Elvire, Ilphas et Betta le regardaient en silence. La demie-lézard tremblait. Elle tremblait de colère. Elle tremblait de douleur.

J’ai attendu toute ma vie qu’un Dieu me dise quelle était ma valeur. Quel était mon destin. Et cette confiance, cette chose qui paraissait naturelle pour tous les autres, m’a écartée du monde. J’ai été la risée du monde à l’école, je me suis attiré les regards en coin, les moqueries dissimulées, je me suis torturé l’esprit, j’ai questionné mon existence, tout ça pour un oubli ? Une négligence ? Ma vie ne rimait à rien parce qu’il avait présumé que je faisais partie de la prophétie de mes parents ? Et il se prétend divin ?
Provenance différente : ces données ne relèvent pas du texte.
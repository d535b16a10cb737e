// self
use crate::{_prelude::*, obs::FetchOutcome};

/// Type alias that resolves to an instrumented future when tracing is enabled.
#[cfg(feature = "tracing")]
pub type InstrumentedFetch<F> = tracing::instrument::Instrumented<F>;
/// Passthrough future type when tracing is disabled.
#[cfg(not(feature = "tracing"))]
pub type InstrumentedFetch<F> = F;

/// Span wrapped around a single cached fetch.
#[derive(Clone, Debug)]
pub struct FetchSpan {
	#[cfg(feature = "tracing")]
	span: tracing::Span,
}
impl FetchSpan {
	/// Creates a new span tagged with the provided stage.
	pub fn new(stage: &'static str) -> Self {
		#[cfg(feature = "tracing")]
		{
			let span = tracing::info_span!("token_reuse.fetch", stage);

			Self { span }
		}
		#[cfg(not(feature = "tracing"))]
		{
			let _ = stage;

			Self {}
		}
	}

	/// Instruments an async block without holding a guard across `.await` points.
	pub fn instrument<Fut>(&self, fut: Fut) -> InstrumentedFetch<Fut>
	where
		Fut: Future,
	{
		#[cfg(feature = "tracing")]
		{
			use tracing::Instrument;

			fut.instrument(self.span.clone())
		}
		#[cfg(not(feature = "tracing"))]
		{
			fut
		}
	}
}

/// Emits an event describing how a fetch was served. Secrets are never recorded.
pub fn trace_fetch_outcome(outcome: FetchOutcome, error: Option<&Error>) {
	#[cfg(feature = "tracing")]
	{
		match (outcome, error) {
			(FetchOutcome::Failure, Some(error)) =>
				tracing::warn!(outcome = outcome.as_str(), %error, "underlying token source failed"),
			(FetchOutcome::Renewed, _) =>
				tracing::debug!(outcome = outcome.as_str(), "stored renewed token"),
			_ => tracing::trace!(outcome = outcome.as_str(), "reused held token"),
		}
	}
	#[cfg(not(feature = "tracing"))]
	{
		let _ = (outcome, error);
	}
}

#[cfg(test)]
mod tests {
	// self
	use super::*;

	#[test]
	fn trace_fetch_outcome_accepts_missing_error() {
		trace_fetch_outcome(FetchOutcome::Failure, None);
		trace_fetch_outcome(FetchOutcome::Hit, None);
	}

	#[tokio::test]
	async fn instrument_wraps_future() {
		let span = FetchSpan::new("instrument_wraps_future");
		let value = span.instrument(async { 42 }).await;

		assert_eq!(value, 42);
	}
}
#![cfg(feature = "reqwest")]

// crates.io
use httpmock::prelude::*;
// self
use token_reuse::{
	_preludet::*,
	ext::{BearerSigner, sign_request},
	source::{TokenSource, reuse_token_source},
};

#[tokio::test]
async fn signed_requests_carry_the_cached_token() {
	let server = MockServer::start_async().await;
	let resource_mock = server
		.mock_async(|when, then| {
			when.method(GET).path("/resource").header("authorization", "Bearer svc-1");
			then.status(200).body("ok");
		})
		.await;
	let underlying = Arc::new(CountingSource::new("svc", Duration::hours(1)));
	let cache = reuse_token_source(None, underlying.clone());
	let client = test_reqwest_client();

	for _ in 0..2 {
		let request = sign_request(&cache, &BearerSigner, client.get(server.url("/resource")))
			.await
			.expect("Signing should succeed while the cache can renew.");
		let response = request.send().await.expect("Mock resource should respond.");

		assert_eq!(response.status().as_u16(), 200);
	}

	resource_mock.assert_hits_async(2).await;

	assert_eq!(underlying.calls(), 1);
}

#[tokio::test]
async fn signing_fails_when_the_source_fails() {
	let underlying = Arc::new(FailingSource::default());
	let cache = reuse_token_source(None, underlying.clone());
	let request = test_reqwest_client().get("https://example.invalid/resource");
	let err = sign_request(&cache, &BearerSigner, request)
		.await
		.expect_err("Source failures should prevent signing.");

	assert!(matches!(err, Error::Retrieve { .. }));
	assert_eq!(underlying.calls(), 1);
	assert!(cache.as_reuse().is_some());
}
Elle s’avança, prit le Dieu par le col et le regarda droit dans les yeux. Son regard aurait été noir s’il n’avait pas été jaune. Ses pupilles fendues reflétaient un visage résigné, qui savait pertinemment ce qui l’attendait, pour se l’être imaginé des milliers de fois sous différentes versions. Il en avait forcément anticipé au moins une qui se réaliserait.
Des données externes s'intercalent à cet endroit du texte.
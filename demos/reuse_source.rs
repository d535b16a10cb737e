//! Demonstrates wrapping a hand-written client-credentials issuer in a reusing cache so repeated
//! fetches hit the token endpoint only once.

// std
use std::sync::Arc;
// crates.io
use color_eyre::Result;
use httpmock::prelude::*;
use time::OffsetDateTime;
// self
use token_reuse::{
	auth::{Token, parse_error_response, parse_token_response},
	error::Error,
	reqwest::Client,
	source::{TokenFuture, TokenSource, reuse_token_source_with_tolerance},
};

/// Minimal issuance collaborator: POSTs a client-credentials grant and parses the response.
struct ClientCredentialsIssuer {
	client: Client,
	token_url: String,
}
impl ClientCredentialsIssuer {
	async fn issue(&self) -> Result<Token, Error> {
		let response = self
			.client
			.post(&self.token_url)
			.form(&[("grant_type", "client_credentials")])
			.send()
			.await?;
		let status = response.status();
		let body = response.bytes().await?;

		if !status.is_success() {
			return Err(parse_error_response(Some(status.as_u16()), &body));
		}

		parse_token_response(&body, OffsetDateTime::now_utc())
	}
}
impl TokenSource for ClientCredentialsIssuer {
	fn token(&self) -> TokenFuture<'_> {
		Box::pin(self.issue())
	}
}

#[tokio::main]
async fn main() -> Result<()> {
	color_eyre::install()?;

	let server = MockServer::start_async().await;
	let token_mock = server
		.mock_async(|when, then| {
			when.method(POST).path("/token");
			then.status(200).header("content-type", "application/json").body(
				"{\"access_token\":\"demo-access\",\"token_type\":\"bearer\",\"expires_in\":900}",
			);
		})
		.await;
	let client = Client::builder()
		.danger_accept_invalid_certs(true)
		.danger_accept_invalid_hostnames(true)
		.build()?;
	let issuer: Arc<dyn TokenSource> =
		Arc::new(ClientCredentialsIssuer { client, token_url: server.url("/token") });
	let cache = reuse_token_source_with_tolerance(None, issuer, time::Duration::seconds(30));

	for attempt in 1..=3 {
		let token = cache.token().await?;

		println!("Attempt {attempt}: {} (expires {:?}).", token.token_type(), token.expiry);
	}

	token_mock.assert_async().await;

	Ok(())
}
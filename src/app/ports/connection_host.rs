use super::data_service::SessionHandle;

/// The application hosting the store. Receives live sessions; the store
/// closes them on disconnect or when a newer connect replaces them.
#[cfg_attr(test, mockall::automock)]
pub trait ConnectionHost: Send + Sync {
    /// Called once per successful connect.
    fn connection_established(&self, session: SessionHandle);
}
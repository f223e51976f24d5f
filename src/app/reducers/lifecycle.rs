//! Lifecycle sub-reducer: connect, disconnect and their completions.

use chrono::{DateTime, Utc};

use crate::action::Action;
use crate::connection_state::ConnectionState;
use crate::domain::connection::is_valid;
use crate::effect::Effect;
use crate::state::ConnectState;

/// Handles the connect/disconnect lifecycle.
/// Returns Some(effects) if action was handled, None otherwise.
pub fn reduce_lifecycle(
    state: &mut ConnectState,
    action: &Action,
    _now: DateTime<Utc>,
) -> Option<Vec<Effect>> {
    match action {
        Action::Connect => {
            if !is_valid(&state.current_connection) {
                state.is_valid = false;
                state.error_message = None;
                return Some(vec![Effect::Broadcast]);
            }
            // Overlapping attempts are not cancelled; the last completion wins.
            state.connection_state = ConnectionState::Connecting;
            Some(vec![
                Effect::Broadcast,
                Effect::Connect {
                    descriptor: Box::new(state.current_connection.clone()),
                },
            ])
        }
        Action::ConnectSucceeded(session) => {
            state.is_valid = true;
            state.connection_state = ConnectionState::Connected;
            state.error_message = None;
            Some(vec![
                Effect::HandOffSession {
                    session: session.clone(),
                },
                Effect::Broadcast,
            ])
        }
        Action::ConnectFailed(message) => {
            state.is_valid = false;
            state.connection_state = ConnectionState::Failed;
            state.error_message = Some(message.clone());
            Some(vec![Effect::Broadcast])
        }

        Action::Disconnect => Some(vec![Effect::CloseSession]),
        Action::Disconnected => {
            state.connection_state = ConnectionState::NotConnected;
            Some(vec![Effect::Broadcast])
        }

        Action::VisitAtlasLink | Action::AtlasLearnMore => Some(vec![]),

        _ => None,
    }
}
pub use mongoconnect_app as app;
pub use mongoconnect_domain as domain;
pub use mongoconnect_infra as infra;

pub mod cli;
pub mod error;
pub mod logging;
Oui. Il en avait anticipé une qui se réaliserait. Plusieurs même. En fait, une bonne partie de celles qui n’impliquaient pas sa mort directe se bousculait directement dans l’esprit de la demie-lézard. Elle les aurait toutes mises à exécution de suite si elle n’avait pas eu l’alcool somnolant. La fatigue l’envahit soudainement et elle se laissa tomber par terre, faute de chaise.
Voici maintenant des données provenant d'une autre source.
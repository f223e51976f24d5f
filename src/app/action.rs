use std::path::PathBuf;

use crate::domain::connection::{
    AuthMethod, ConnectionDescriptor, ConnectionId, ReadPreference, SshTunnelMethod, SslMethod,
};
use crate::effect::{PersistReason, RemovalReason};
use crate::ports::SessionHandle;

/// Everything that can change the store's state.
///
/// The first group is dispatched by callers. The second group is produced
/// by the effect runner when a side effect completes.
#[derive(Debug, Clone)]
pub enum Action {
    ResetConnection,

    // Draft field edits
    HostnameChanged(String),
    PortChanged(String),
    ReadPreferenceChanged(ReadPreference),
    /// Empty clears the replica set.
    ReplicaSetNameChanged(String),
    AuthenticationMethodChanged(AuthMethod),
    UsernameChanged(String),
    PasswordChanged(String),
    AuthSourceChanged(String),
    SslMethodChanged(SslMethod),
    SslCaChanged(Vec<PathBuf>),
    SslCertificateChanged(Option<PathBuf>),
    SslPrivateKeyChanged(Option<PathBuf>),
    SslPrivateKeyPasswordChanged(String),
    FavoriteNameChanged(String),
    SshTunnelChanged(SshTunnelMethod),
    SshTunnelHostnameChanged(String),
    SshTunnelPortChanged(String),
    SshTunnelUsernameChanged(String),
    SshTunnelPasswordChanged(String),
    SshTunnelPassphraseChanged(String),
    SshTunnelIdentityFileChanged(Option<PathBuf>),
    SrvRecordToggle,

    // Registry
    CreateFavorite,
    CreateRecent,
    ConnectionSelected(Box<ConnectionDescriptor>),
    SaveConnection(Box<ConnectionDescriptor>),
    DeleteConnection(Box<ConnectionDescriptor>),
    DeleteConnections(Vec<ConnectionDescriptor>),

    // Lifecycle
    Connect,
    Disconnect,

    // Navigation intents handled by the host, ignored here
    VisitAtlasLink,
    AtlasLearnMore,

    // Effect completions
    LoadConnections,
    ConnectionsLoaded(Vec<ConnectionDescriptor>),
    ConnectionPersisted {
        descriptor: Box<ConnectionDescriptor>,
        reason: PersistReason,
    },
    ConnectionRemoved {
        id: ConnectionId,
        reason: RemovalReason,
    },
    ConnectSucceeded(SessionHandle),
    ConnectFailed(String),
    Disconnected,
}

impl Action {
    /// Stable name for logs. Never includes the payload, which may hold secrets.
    pub fn name(&self) -> &'static str {
        match self {
            Self::ResetConnection => "reset_connection",
            Self::HostnameChanged(_) => "hostname_changed",
            Self::PortChanged(_) => "port_changed",
            Self::ReadPreferenceChanged(_) => "read_preference_changed",
            Self::ReplicaSetNameChanged(_) => "replica_set_name_changed",
            Self::AuthenticationMethodChanged(_) => "authentication_method_changed",
            Self::UsernameChanged(_) => "username_changed",
            Self::PasswordChanged(_) => "password_changed",
            Self::AuthSourceChanged(_) => "auth_source_changed",
            Self::SslMethodChanged(_) => "ssl_method_changed",
            Self::SslCaChanged(_) => "ssl_ca_changed",
            Self::SslCertificateChanged(_) => "ssl_certificate_changed",
            Self::SslPrivateKeyChanged(_) => "ssl_private_key_changed",
            Self::SslPrivateKeyPasswordChanged(_) => "ssl_private_key_password_changed",
            Self::FavoriteNameChanged(_) => "favorite_name_changed",
            Self::SshTunnelChanged(_) => "ssh_tunnel_changed",
            Self::SshTunnelHostnameChanged(_) => "ssh_tunnel_hostname_changed",
            Self::SshTunnelPortChanged(_) => "ssh_tunnel_port_changed",
            Self::SshTunnelUsernameChanged(_) => "ssh_tunnel_username_changed",
            Self::SshTunnelPasswordChanged(_) => "ssh_tunnel_password_changed",
            Self::SshTunnelPassphraseChanged(_) => "ssh_tunnel_passphrase_changed",
            Self::SshTunnelIdentityFileChanged(_) => "ssh_tunnel_identity_file_changed",
            Self::SrvRecordToggle => "srv_record_toggle",
            Self::CreateFavorite => "create_favorite",
            Self::CreateRecent => "create_recent",
            Self::ConnectionSelected(_) => "connection_selected",
            Self::SaveConnection(_) => "save_connection",
            Self::DeleteConnection(_) => "delete_connection",
            Self::DeleteConnections(_) => "delete_connections",
            Self::Connect => "connect",
            Self::Disconnect => "disconnect",
            Self::VisitAtlasLink => "visit_atlas_link",
            Self::AtlasLearnMore => "atlas_learn_more",
            Self::LoadConnections => "load_connections",
            Self::ConnectionsLoaded(_) => "connections_loaded",
            Self::ConnectionPersisted { .. } => "connection_persisted",
            Self::ConnectionRemoved { .. } => "connection_removed",
            Self::ConnectSucceeded(_) => "connect_succeeded",
            Self::ConnectFailed(_) => "connect_failed",
            Self::Disconnected => "disconnected",
        }
    }
}
pub mod connection_config;
pub mod settings;

pub use settings::{Settings, SettingsError, config_dir};
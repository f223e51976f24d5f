use std::sync::OnceLock;

use regex::Regex;

static URI_RE: OnceLock<Regex> = OnceLock::new();
static PARAM_RE: OnceLock<Regex> = OnceLock::new();

#[derive(Debug, Clone, Copy, PartialEq, Eq, Default)]
pub enum ConnectErrorKind {
    HostUnreachable,
    AuthFailed,
    TlsFailed,
    Timeout,
    #[default]
    Unknown,
}

impl ConnectErrorKind {
    pub fn classify(details: &str) -> Self {
        let lower = details.to_lowercase();

        if lower.contains("connection refused")
            || lower.contains("failed to lookup address")
            || lower.contains("name or service not known")
            || lower.contains("nodename nor servname provided")
            || lower.contains("no such host")
            || lower.contains("network is unreachable")
        {
            return Self::HostUnreachable;
        }

        if lower.contains("authentication failed")
            || lower.contains("scram failure")
            || lower.contains("auth error")
        {
            return Self::AuthFailed;
        }

        if lower.contains("certificate")
            || lower.contains("tls handshake")
            || lower.contains("invalid peer certificate")
            || lower.contains("ssl")
        {
            return Self::TlsFailed;
        }

        if lower.contains("timed out") || lower.contains("timeout") {
            return Self::Timeout;
        }

        Self::Unknown
    }

    pub fn summary(&self) -> &'static str {
        match self {
            Self::HostUnreachable => "MongoDB not running on the provided host and port",
            Self::AuthFailed => "Authentication failed",
            Self::TlsFailed => "TLS negotiation failed",
            Self::Timeout => "Connection timed out",
            Self::Unknown => "Connection failed",
        }
    }

    pub fn hint(&self) -> &'static str {
        match self {
            Self::HostUnreachable => "Check the hostname and port",
            Self::AuthFailed => "Check username, password and authentication database",
            Self::TlsFailed => "Check the SSL method and certificate files",
            Self::Timeout => "Check network connectivity",
            Self::Unknown => "See details for more information",
        }
    }
}

/// A data service failure, classified and stripped of credentials.
#[derive(Debug, Clone, PartialEq, Eq, Default)]
pub struct ConnectErrorInfo {
    pub kind: ConnectErrorKind,
    pub raw_details: String,
    pub masked_details: String,
}

impl ConnectErrorInfo {
    pub fn new(raw_details: impl Into<String>) -> Self {
        let raw_details = raw_details.into();
        let kind = ConnectErrorKind::classify(&raw_details);
        let masked_details = Self::mask_password(&raw_details);

        Self {
            kind,
            raw_details,
            masked_details,
        }
    }

    pub fn summary(&self) -> &'static str {
        self.kind.summary()
    }

    pub fn hint(&self) -> &'static str {
        self.kind.hint()
    }

    /// What ends up in the store's `error_message`.
    pub fn message(&self) -> String {
        if self.masked_details.trim().is_empty() {
            return self.summary().to_string();
        }
        format!("{}: {}", self.summary(), self.masked_details)
    }

    fn mask_password(text: &str) -> String {
        let uri_re = URI_RE.get_or_init(|| {
            Regex::new(r"(?i)(mongodb(?:\+srv)?://[^:/@\s]+:)[^@\s]+(@)").unwrap()
        });
        let result = uri_re.replace_all(text, "${1}****${2}");

        let param_re = PARAM_RE.get_or_init(|| Regex::new(r"(?i)(password=)[^\s&]+").unwrap());
        param_re.replace_all(&result, "${1}****").into_owned()
    }
}
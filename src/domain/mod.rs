pub mod connection;

pub use connection::{
    AuthMethod, ConnectionDescriptor, ConnectionId, ConnectionRegistry, ReadPreference,
    SshTunnelMethod, SslMethod,
};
Il n’y avait pas besoin d’être grand pour vouloir faire payer à un Dieu ses erreurs. Le nain trahi par son destin se débrouilla très bien pour le faire tomber, l’immobiliser et lui coincer le dos en quelques secondes seulement en appuyant au bon endroit. S’il devait être le méchant de l’histoire, au moins il saurait pourquoi, et il en serait fier. Il tenait à savoir pourquoi il faisait les choses, même si c’était égoïste. Même si c’était aussi pour Elvire.

Betta n’intervint que pour l’empêcher de le blesser plus gravement et les sépara d’un coup de couteau rapide et précis. Elle n’ignorait pas que le conflit ne s’achèveraient pas sans une action rapide, elle se saisit d’une louche et l’asséna sur la tête du nain, puis lança un dernier regard à Ateus, haussa les épaules et sortit de la pièce.

Elle n’avait plus qu’à aller se coucher.